The U.S. solar industry has hit the goal of the federal SunShot program by delivering utility-scale electricity at less than $1.00 per watt—three years ahead of the Department of Energy’s 2020 target date.
The price represents a 75% cost reduction in six years for fixed-tilt, utility-scale photovoltaic systems, Greentech Media reports. MJ Shiao, research director at GTM Research, notes that the $1 price tag covers engineering, procurement, and construction (EPC), and “in many cases, there is still an asset developer’s margin on top of this.”
But even so…when then-energy secretary Steven Chu and SunPower founder Dick Swanson came up with SunShot in 2011, “$1.00 per watt seemed more aspirational than real—but one needs a North Star,” writes Greentech Media Editor-at-Large Eric Wesoff. “The intrepid analysts at GTM Research were tracking utility solar at close to $4.00 per watt in early 2011.”
SunShot’s mission was to make unsubsidized solar cost-competitive by 2020 by focusing on four factors: solar cell and array technology, power electronics to optimize performance, improved manufacturing processes, and system installation, design, and permitting. “In fact,” Wesoff writes, “steep reductions in system pricing have stemmed not just from modules, but also from price reductions in inverters, trackers, and even labour costs. It’s only stubborn soft costs such as customer acquisition that have actually risen.”

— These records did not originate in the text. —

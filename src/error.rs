use crate::peer::types::ConnectivityState;
use crate::session::SessionState;
use serde::{Deserialize, Serialize};
use thiserror::Error;

pub type Result<T> = std::result::Result<T, IntercomError>;

#[derive(Debug, Error)]
pub enum IntercomError {
    /// Capture device denied or unavailable.
    #[error("microphone unavailable: {0}")]
    MediaAccess(String),

    /// Local negotiation machinery failed (offer, commit, gathering, remote apply).
    #[error("negotiation failed: {0}")]
    Negotiation(String),

    /// Signaling endpoint answered with a non-2xx status. `body` is kept verbatim.
    #[error("server returned {status}: {body}")]
    SignalingStatus { status: u16, body: String },

    /// Signaling round trip failed before a usable answer arrived.
    #[error("signaling failed: {0}")]
    Signaling(String),

    /// Transport dropped after it had been connected.
    #[error("connection lost ({0})")]
    ConnectionLost(ConnectivityState),

    #[error("a session is already in progress ({0})")]
    SessionInProgress(SessionState),

    #[error("invalid endpoint {endpoint:?}: {reason}")]
    InvalidEndpoint { endpoint: String, reason: String },

    #[error("intercom controller is no longer running")]
    ControllerClosed,

    #[error("middleware returned {status}: {body}")]
    Middleware { status: u16, body: String },

    #[error(transparent)]
    Http(#[from] reqwest::Error),

    #[error(transparent)]
    Io(#[from] std::io::Error),

    #[error(transparent)]
    Wav(#[from] hound::Error),
}

/// Error classes reported to status observers.
#[derive(Debug, Clone, Copy, PartialEq, Eq, Serialize, Deserialize)]
#[serde(rename_all = "snake_case")]
pub enum ErrorKind {
    MediaAccess,
    Negotiation,
    Signaling,
    ConnectionLost,
}

impl IntercomError {
    /// Classification for a failed session attempt; `None` for errors that never
    /// end a session (rejections, middleware and file errors).
    pub fn kind(&self) -> Option<ErrorKind> {
        match self {
            Self::MediaAccess(_) => Some(ErrorKind::MediaAccess),
            Self::Negotiation(_) => Some(ErrorKind::Negotiation),
            Self::SignalingStatus { .. } | Self::Signaling(_) => Some(ErrorKind::Signaling),
            Self::ConnectionLost(_) => Some(ErrorKind::ConnectionLost),
            _ => None,
        }
    }

    pub(crate) fn negotiation(context: &str, err: impl std::fmt::Display) -> Self {
        Self::Negotiation(format!("{context}: {err}"))
    }
}
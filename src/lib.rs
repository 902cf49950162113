//! Two-way audio with a local-network intercom over WebRTC.
//!
//! [`IntercomController`] runs the whole call: it acquires the microphone,
//! negotiates a peer transport, exchanges descriptions with the doorbell over
//! a single HTTP request and watches the connection until it is stopped or lost.

pub mod config;
pub mod controller;
pub mod error;
pub mod logger;
pub mod media;
pub mod middleware;
pub mod peer;
pub mod session;
pub mod signaling;
pub mod utils;

pub use config::{CaptureConstraints, IntercomConfig};
pub use controller::{Collaborators, IntercomController};
pub use error::{ErrorKind, IntercomError, Result};
pub use middleware::MiddlewareClient;
pub use session::{SessionId, SessionState, StatusEvent};
//! G.711 mu-law (ITU-T G.711), the codec the doorbell speaks.

/// Compress one 16-bit linear sample to mu-law.
pub fn ulaw_compress(sample: i16) -> u8 {
    let absno = if sample < 0 {
        ((!sample) >> 2) + 33
    } else {
        (sample >> 2) + 33
    };
    let absno = absno.min(0x1FFF);

    let mut i = absno >> 6;
    let mut segno: i16 = 1;
    while i != 0 {
        segno += 1;
        i >>= 1;
    }

    let high_nibble = 0x0008 - segno;
    let low_nibble = 0x000F - ((absno >> segno) & 0x000F);
    let mut result = (high_nibble << 4) | low_nibble;
    if sample >= 0 {
        result |= 0x0080;
    }
    result as u8
}

/// Expand one mu-law byte to 16-bit linear.
pub fn ulaw_expand(compressed: u8) -> i16 {
    let sign: i16 = if compressed < 0x80 { -1 } else { 1 };
    let mantissa = !compressed as i16;
    let exponent = (mantissa >> 4) & 0x0007;
    let segment = exponent + 1;
    let mantissa = mantissa & 0x000F;
    let step = 4 << segment;

    sign * ((0x0080 << exponent) + step * mantissa + step / 2 - 4 * 33)
}

pub fn encode(samples: &[i16]) -> Vec<u8> {
    samples.iter().map(|&s| ulaw_compress(s)).collect()
}

pub fn decode(payload: &[u8]) -> Vec<i16> {
    payload.iter().map(|&b| ulaw_expand(b)).collect()
}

Shiao said a rapid drop in solar module costs, from 60 to 30¢ per watt in the last year, represents “a huge reduction for the utility sector, supported by other reductions in the cost stack.” The question, Wesoff adds, is whether the rapid price shift was driven mostly by SunShot, and whether it could have happened without government support.
GTM Research solar analyst Ben Gallagher cited “pure market forces” around the world as an important factor, but noted that funding and market forces from SunShot “made the market more efficient,” helping to accelerate the industry and make customers and suppliers less risk-averse.